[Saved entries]
-------------------------

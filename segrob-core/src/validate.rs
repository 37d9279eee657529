//! Canonical document invariant checks

use crate::types::{Document, DocumentBody};
use thiserror::Error;

/// A broken invariant in a canonical document
#[derive(Debug, Clone, PartialEq, Eq, Error)]
pub enum Violation {
    /// Global ids must run 0, 1, 2, ... without gaps
    #[error("token id {found} where {expected} was expected")]
    IdGap { expected: usize, found: usize },

    /// Sentence ids in the grouped schema must be sequential
    #[error("sentence id {found} where {expected} was expected")]
    SentenceId { expected: usize, found: usize },

    /// `index` must restart at 0 in every sentence and grow by one
    #[error("token {id} has index {found}, expected {expected}")]
    Index {
        id: usize,
        expected: usize,
        found: usize,
    },

    /// `head` must point inside the sentence
    #[error("token {id} has head {head} outside a sentence of {length} tokens")]
    HeadOutOfRange { id: usize, head: usize, length: usize },

    /// Lemmas are always lower-case
    #[error("token {id} lemma '{lemma}' is not lower-case")]
    LemmaCase { id: usize, lemma: String },

    /// Dependency labels are always lower-case
    #[error("token {id} dep '{dep}' is not lower-case")]
    DepCase { id: usize, dep: String },
}

/// Check a document against the canonical invariants, returning every
/// violation found in document order
pub fn validate(doc: &Document) -> Vec<Violation> {
    let mut violations = Vec::new();

    if let DocumentBody::Grouped { sentences } = &doc.body {
        for (expected, sentence) in sentences.iter().enumerate() {
            if sentence.id != expected {
                violations.push(Violation::SentenceId {
                    expected,
                    found: sentence.id,
                });
            }
        }
    }

    let mut expected_id = 0;
    for tokens in doc.sentences() {
        for (position, token) in tokens.iter().enumerate() {
            if token.id != expected_id {
                violations.push(Violation::IdGap {
                    expected: expected_id,
                    found: token.id,
                });
            }
            expected_id = token.id.saturating_add(1);

            if token.index != position {
                violations.push(Violation::Index {
                    id: token.id,
                    expected: position,
                    found: token.index,
                });
            }
            if token.head >= tokens.len() {
                violations.push(Violation::HeadOutOfRange {
                    id: token.id,
                    head: token.head,
                    length: tokens.len(),
                });
            }
            if token.lemma != token.lemma.to_lowercase() {
                violations.push(Violation::LemmaCase {
                    id: token.id,
                    lemma: token.lemma.clone(),
                });
            }
            if token.dep != token.dep.to_lowercase() {
                violations.push(Violation::DepCase {
                    id: token.id,
                    dep: token.dep.clone(),
                });
            }
        }
    }

    violations
}

#[cfg(test)]
mod tests {
    use super::*;
    use crate::types::{CanonicalToken, Sentence};

    fn token(id: usize, index: usize, head: usize) -> CanonicalToken {
        CanonicalToken {
            id,
            pos: "NOUN".to_string(),
            tag: "NOUN".to_string(),
            dep: "obj".to_string(),
            head,
            text: "pan".to_string(),
            idx: 0,
            index,
            lemma: "pan".to_string(),
        }
    }

    fn flat(sentences: Vec<Vec<CanonicalToken>>) -> Document {
        Document {
            labels: vec![],
            body: DocumentBody::Flat { tokens: sentences },
        }
    }

    #[test]
    fn test_valid_document() {
        let doc = flat(vec![vec![token(0, 0, 0), token(1, 1, 0)], vec![token(2, 0, 0)]]);
        assert!(validate(&doc).is_empty());
    }

    #[test]
    fn test_id_gap() {
        let doc = flat(vec![vec![token(0, 0, 0), token(2, 1, 0)]]);
        assert_eq!(
            validate(&doc),
            vec![Violation::IdGap {
                expected: 1,
                found: 2
            }]
        );
    }

    #[test]
    fn test_index_must_reset() {
        let doc = flat(vec![vec![token(0, 0, 0)], vec![token(1, 1, 0)]]);
        assert_eq!(
            validate(&doc),
            vec![Violation::Index {
                id: 1,
                expected: 0,
                found: 1
            }]
        );
    }

    #[test]
    fn test_head_out_of_range() {
        let doc = flat(vec![vec![token(0, 0, 3)]]);
        assert!(matches!(
            validate(&doc)[0],
            Violation::HeadOutOfRange { head: 3, length: 1, .. }
        ));
    }

    #[test]
    fn test_case_violations() {
        let mut bad = token(0, 0, 0);
        bad.lemma = "Pan".to_string();
        bad.dep = "ROOT".to_string();
        let violations = validate(&flat(vec![vec![bad]]));
        assert_eq!(violations.len(), 2);
        assert_eq!(violations[0].to_string(), "token 0 lemma 'Pan' is not lower-case");
    }

    #[test]
    fn test_sentence_ids() {
        let doc = Document {
            labels: vec![],
            body: DocumentBody::Grouped {
                sentences: vec![Sentence {
                    id: 1,
                    tokens: vec![token(0, 0, 0)],
                }],
            },
        };
        assert_eq!(
            validate(&doc),
            vec![Violation::SentenceId {
                expected: 0,
                found: 1
            }]
        );
    }

    #[test]
    fn test_largest_id_is_reported() {
        let doc: Document = serde_json::from_str(&format!(
            r#"{{"labels": [], "tokens": [[
                {{"id": {}, "pos": "NOUN", "tag": "NOUN", "dep": "obj", "head": 0, "text": "pan", "idx": 0, "index": 0, "lemma": "pan"}},
                {{"id": 0, "pos": "NOUN", "tag": "NOUN", "dep": "obj", "head": 0, "text": "pan", "idx": 4, "index": 1, "lemma": "pan"}}
            ]]}}"#,
            usize::MAX
        ))
        .unwrap();

        assert_eq!(
            validate(&doc),
            vec![
                Violation::IdGap {
                    expected: 0,
                    found: usize::MAX
                },
                Violation::IdGap {
                    expected: usize::MAX,
                    found: 0
                },
            ]
        );
    }
}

-------------------------

■ Assigned task:
The answer must be a single number: the count of lines in the entries above that contain "IdGap".

■ Expected answer:
5